Pantetheine substrates were docked into the active site by manually placing them in approximate positions using PyMol.20 These initial poses were then minimised using the YASARA algorithm.21 In the case of the triketide pantetheine 15P this docking procedure resulted in a model in which the pantetheine extends parallel to the adenine diphosphate, locating the thiolester and the β-carbon adjacent to the nicotinamide. The αβ-unsaturated carbonyl of the substrate adopts an s-cis conformation which places the reactive β-carbon 3.6 Å away from the cofactor's reactive 4′-pro-R hydrogen (Fig. 4B). The geminal dimethyl group of the pantetheine makes contacts with a hydrophobic surface created by C2097 and L2098 at the entrance to the pocket. The pantetheine chain then extends past a largely hydrophobic surface created by N1922, F1923 and I2001 towards a pocket which contains the substrate (vide infra). The terminal hydroxyl of the pantetheine is located at the entrance to the substrate tunnel suggesting that in the functional PKS the substrate and pantetheine adopt an extended conformation with the ACP in contact with the outer surface of the ER active site, allowing delivery of the αβ-unsaturated thiolester to the nicotinamide. The model suggests the formation of two hydrogen bonds between pantetheine and NADPH: the pantoate 2-hydroxyl hydrogen lies 2.5 Å from the adenine ribose furan oxygen; and the pantothenic acid NH lies 2.4 Å from nicotinamide ribonucleotide 3′ oxygen.

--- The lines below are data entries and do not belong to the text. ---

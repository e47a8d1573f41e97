// Copyright (C) 2025 SyncMyOrders Sp. z o.o.
// SPDX-License-Identifier: AGPL-3.0-or-later
//! Raw stats records from the engine's streaming stats endpoint.
//!
//! The wire format is newline-delimited JSON; each record carries cumulative
//! CPU totals, so rates are computed against the previous record by the
//! telemetry layer, not here.

use bytes::BytesMut;
use serde::Deserialize;

use crate::Result;

/// Cumulative CPU usage counters.
#[derive(Debug, Clone, Default, Deserialize)]
pub struct CpuUsage {
    /// Total CPU time consumed by the container, nanoseconds.
    #[serde(default)]
    pub total_usage: u64,
}

/// CPU section of a stats record.
#[derive(Debug, Clone, Default, Deserialize)]
pub struct CpuStats {
    /// Container CPU counters.
    #[serde(default)]
    pub cpu_usage: CpuUsage,
    /// Host CPU time consumed by everything, nanoseconds.
    #[serde(default)]
    pub system_cpu_usage: Option<u64>,
    /// CPUs available to the container.
    #[serde(default)]
    pub online_cpus: Option<u32>,
}

/// Memory section of a stats record.
#[derive(Debug, Clone, Default, Deserialize)]
pub struct MemoryStats {
    /// Current usage in bytes.
    #[serde(default)]
    pub usage: Option<u64>,
    /// Limit in bytes.
    #[serde(default)]
    pub limit: Option<u64>,
}

/// One decoded stats record.
#[derive(Debug, Clone, Default, Deserialize)]
pub struct StatsSample {
    /// CPU counters.
    #[serde(default)]
    pub cpu_stats: CpuStats,
    /// Memory counters.
    #[serde(default)]
    pub memory_stats: MemoryStats,
}

/// Accumulates transport bytes and yields one JSON record per line.
///
/// Records may arrive split across transport chunks; a line is only decoded
/// once its terminating newline is buffered.
#[derive(Debug, Default)]
pub struct NdjsonDecoder {
    buf: BytesMut,
}

impl NdjsonDecoder {
    /// Create an empty decoder.
    pub fn new() -> Self {
        Self::default()
    }

    /// Append transport bytes.
    pub fn extend(&mut self, bytes: &[u8]) {
        self.buf.extend_from_slice(bytes);
    }

    /// Pop the next complete record, skipping blank lines.
    pub fn next_sample(&mut self) -> Result<Option<StatsSample>> {
        loop {
            let Some(pos) = self.buf.iter().position(|&b| b == b'\n') else {
                return Ok(None);
            };
            let line = self.buf.split_to(pos + 1);
            let line = &line[..pos];
            let trimmed = line
                .strip_suffix(b"\r")
                .unwrap_or(line);
            if trimmed.is_empty() {
                continue;
            }
            return Ok(Some(serde_json::from_slice(trimmed)?));
        }
    }
}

The stereochemical assays of the in vitro ER showed that it transfers hydride from NADPH to the Re face at C-3 of tigloyl pantetheine 5P, and the model is consistent with this geometric constraint. After transfer of hydride a transient enol(ate) must be reprotonated at the 2-carbon. In the native protein this must happen stereoselectively on the Re-face of C-2 to provide the observed 2-S-stereochemistry. However the model does not show a likely proton source (e.g. tyrosine hydroxyl etc.) within 5 Å of the substrate 2-carbon.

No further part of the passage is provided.